Chronic hepatitis B infection is denoted by the persistence of hepatitis B surface antigen (HBsAg) in the serum and is known to be a significant risk factor for cirrhosis and hepatocellular carcinoma. Previous research has demonstrated that the presence of hepatitis B envelope antigen (HBeAg), in addition to HbsAg, is a marker for active viral replication, but there are conflicting results in retrospective studies about the subsequent risk for hepatocellular carcinoma. Yang and colleagues reported on a prospective, population-based study of HBsAg and HBeAg seroprevalence and the subsequent risk of hepatocellular carcinoma.
The authors invited 47,079 men between 30 to 65 years of age from seven different townships in Taiwan to participate in the study. Informed consent was obtained from 25 percent of the men, and 11,893 subjects without hepatocellular carcinoma were followed for nine years. Serum testing for HBsAg, HBeAg, and hepatitis C antibody was performed at study entry. Subsequent cases of hepatocellular carcinoma were ascertained by death certificate review or entry in a nationwide cancer registry. HBsAg positivity was seen in 19 percent of men, of whom 39 percent were also positive for HBeAg. A total of 111 cases of hepatocellular carcinoma developed during the study follow-up.
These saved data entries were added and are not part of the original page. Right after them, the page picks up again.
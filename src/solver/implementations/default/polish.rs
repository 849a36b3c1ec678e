#![allow(non_snake_case)]

use super::*;
use crate::algebra::*;
use crate::solver::core::kktsolvers::direct::LdlFactorization;
use crate::solver::core::{traits::Polisher, PolishStatus};
use itertools::izip;

// active-set detection floor and relative width
const ACTIVE_TOL_MIN: f64 = 1e-8;
const ACTIVE_TOL_REL: f64 = 1e-6;

// which bound, if any, a constraint row sits on
#[derive(Clone, Copy, PartialEq, Eq)]
enum RowActivity {
    Inactive,
    Lower,
    Upper,
}

// ---------------
// Solution polishing for the default problem format
// ---------------

/// Standard-form solver type implementing the [`Polisher`](crate::solver::core::traits::Polisher) trait.
///
/// Re-solves the equality-constrained QP obtained by fixing the
/// constraints identified as active to their bounds,
///
/// ```text
/// [P + δI   A_redᵀ] [x*]   [−q   ]
/// [A_red     −δI  ] [λ*] = [b_red]
/// ```
///
/// with iterative refinement against the unregularized system, and
/// commits the refined iterate only when it does not degrade the
/// residuals.
pub struct DefaultPolisher<T> {
    activity: Vec<RowActivity>,
    y_pol: Vec<T>,
}

impl<T> DefaultPolisher<T>
where
    T: FloatT,
{
    pub fn new(m: usize) -> Self {
        Self {
            activity: vec![RowActivity::Inactive; m],
            y_pol: vec![T::zero(); m],
        }
    }

    // classify each constraint row against its bounds
    fn find_active_set(&mut self, data: &DefaultProblemData<T>, variables: &DefaultVariables<T>) {
        let active_tol_rel: T = ACTIVE_TOL_REL.as_T();
        let eps_act: T = T::max(ACTIVE_TOL_MIN.as_T(), active_tol_rel * variables.y.norm_inf());

        for (act, (&y, (&z, (&l, &u)))) in std::iter::zip(
            &mut self.activity,
            std::iter::zip(
                &variables.y,
                std::iter::zip(&variables.z, std::iter::zip(&data.l, &data.u)),
            ),
        ) {
            let low = l.is_finite() && (y < -eps_act || z - l < eps_act);
            let upp = u.is_finite() && (y > eps_act || u - z < eps_act);

            *act = match (low, upp) {
                (false, false) => RowActivity::Inactive,
                (true, false) => RowActivity::Lower,
                (false, true) => RowActivity::Upper,
                // both sides fire on (near-)equality rows: let the
                // sign of the multiplier decide
                (true, true) => {
                    if y > T::zero() {
                        RowActivity::Upper
                    } else {
                        RowActivity::Lower
                    }
                }
            };
        }
    }

    // assemble the reduced KKT system in triu CSC form
    fn assemble_kkt(
        &self,
        data: &DefaultProblemData<T>,
        Ared: &CscMatrix<T>,
        δ: T,
    ) -> CscMatrix<T> {
        let n = data.n;
        let k = Ared.nrows();
        let P = &data.P;

        // columns of P lacking a structural diagonal entry
        let nmissing = (0..n)
            .filter(|&i| {
                P.colptr[i] == P.colptr[i + 1] || P.rowval[P.colptr[i + 1] - 1] != i
            })
            .count();

        let nnz = P.nnz() + nmissing + Ared.nnz() + k;
        let mut K = CscMatrix::<T>::spalloc(n + k, n + k, nnz);

        let mut pmap = vec![0usize; P.nnz()];
        let mut amap = vec![0usize; Ared.nnz()];
        let mut dmap = vec![0usize; k];

        K.colcount_block(P, 0, MatrixShape::N);
        K.colcount_missing_diag(P, 0);
        K.colcount_block(Ared, n, MatrixShape::T);
        K.colcount_diag(n, k);
        K.colcount_to_colptr();

        K.fill_block(P, &mut pmap, 0, 0, MatrixShape::N);
        K.fill_missing_diag(P, 0);
        K.fill_block(Ared, &mut amap, 0, n, MatrixShape::T);
        K.fill_diag(&mut dmap, n, k, -δ);
        K.backshift_colptrs();

        // regularize the (1,1) block.   The diagonal entry is always
        // the last one in its column after assembly.
        for col in 0..n {
            let idx = K.colptr[col + 1] - 1;
            debug_assert_eq!(K.rowval[idx], col);
            K.nzval[idx] += δ;
        }

        K
    }
}

impl<T> Polisher<T> for DefaultPolisher<T>
where
    T: FloatT,
{
    type D = DefaultProblemData<T>;
    type V = DefaultVariables<T>;
    type I = DefaultInfo<T>;
    type SE = DefaultSettings<T>;

    fn polish(
        &mut self,
        data: &DefaultProblemData<T>,
        variables: &mut DefaultVariables<T>,
        info: &mut DefaultInfo<T>,
        settings: &DefaultSettings<T>,
    ) {
        let (n, m) = (data.n, data.m);
        let δ = settings.delta;

        self.find_active_set(data, variables);

        let active: Vec<bool> = self
            .activity
            .iter()
            .map(|&a| a != RowActivity::Inactive)
            .collect();

        // reduced constraint data on the active rows
        let Ared = data.A.select_rows(&active);
        let k = Ared.nrows();

        let bred: Vec<T> = izip!(&self.activity, &data.l, &data.u)
            .filter_map(|(&act, &l, &u)| match act {
                RowActivity::Lower => Some(l),
                RowActivity::Upper => Some(u),
                RowActivity::Inactive => None,
            })
            .collect();

        // factor the reduced KKT system
        let K = self.assemble_kkt(data, &Ared, δ);
        let mut ldl = match LdlFactorization::new(&K) {
            Ok(ldl) => ldl,
            Err(_) => {
                info.polish_status = PolishStatus::Unsuccessful;
                return;
            }
        };

        // rhs = [−q; b_red], solved in place
        let mut sol = vec![T::zero(); n + k];
        sol[0..n].scalarop_from(|q| -q, &data.q);
        sol[n..].copy_from(&bred);
        ldl.solve(&mut sol);

        // iterative refinement against the unregularized system,
        // reusing the same factorization
        let mut dz = vec![T::zero(); n + k];
        for _ in 0..settings.polish_refine_iter {
            {
                let (dx, dλ) = dz.split_at_mut(n);
                let (x, λ) = sol.split_at(n);

                // dx = −q − Px − A_redᵀλ
                dx.scalarop_from(|q| -q, &data.q);
                data.P.sym().symv(dx, x, -T::one(), T::one());
                Ared.t().gemv(dx, λ, -T::one(), T::one());

                // dλ = b_red − A_red x
                dλ.copy_from(&bred);
                Ared.gemv(dλ, x, -T::one(), T::one());
            }
            ldl.solve(&mut dz);
            sol.axpby(T::one(), &dz, T::one());
        }

        let x_pol = &sol[0..n];
        let λ_pol = &sol[n..];

        // expand the reduced multipliers to the full constraint set
        self.y_pol.fill(T::zero());
        let mut next = 0;
        for (y, &act) in std::iter::zip(&mut self.y_pol, &self.activity) {
            if act != RowActivity::Inactive {
                *y = λ_pol[next];
                next += 1;
            }
        }

        // candidate residuals on the unscaled problem
        let equil = &data.equilibration;
        let cinv = T::recip(equil.c);

        let mut Ax = vec![T::zero(); m];
        data.A.gemv(&mut Ax, x_pol, T::one(), T::zero());

        let mut z_pol = Ax.clone();
        for (z, (&l, &u)) in std::iter::zip(&mut z_pol, std::iter::zip(&data.l, &data.u)) {
            *z = T::min(T::max(*z, l), u);
        }

        let res_prim = izip!(&equil.einv, &Ax, &z_pol).fold(T::zero(), |acc, (&e, &ax, &z)| {
            T::max(acc, T::abs(e * (ax - z)))
        });

        let mut dual = vec![T::zero(); n];
        data.P.sym().symv(&mut dual, x_pol, T::one(), T::zero());
        data.A.t().gemv(&mut dual, &self.y_pol, T::one(), T::one());
        let res_dual = izip!(&equil.dinv, &dual, &data.q).fold(T::zero(), |acc, (&d, &v, &q)| {
            T::max(acc, T::abs(d * (v + q)))
        }) * cinv;

        // commit only if no residual degrades
        if res_prim.is_finite()
            && res_dual.is_finite()
            && res_prim <= info.res_prim
            && res_dual <= info.res_dual
        {
            variables.x.copy_from(x_pol);
            variables.z.copy_from(&z_pol);
            variables.y.copy_from(&self.y_pol);

            info.res_prim = res_prim;
            info.res_dual = res_dual;
            let half: T = (0.5).as_T();
            info.obj_val = (half * data.P.quad_form(x_pol, x_pol) + data.q.dot(x_pol)) * cinv;
            info.polish_status = PolishStatus::Successful;
        } else {
            info.polish_status = PolishStatus::Unsuccessful;
        }
    }
}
After adjusting for hepatitis C infection, smoking, alcohol use, age, and sex, the relative risk for hepatocellular carcinoma was 9.6 in men with HBsAg seropositivity alone, and it jumped to 60.2 when both HBsAg and HBeAg were present, compared with subjects who were seronegative for both markers.
The authors concluded that the presence of HBeAg in addition to HBsAg seropositivity greatly increased the risk for development of hepatocellular carcinoma.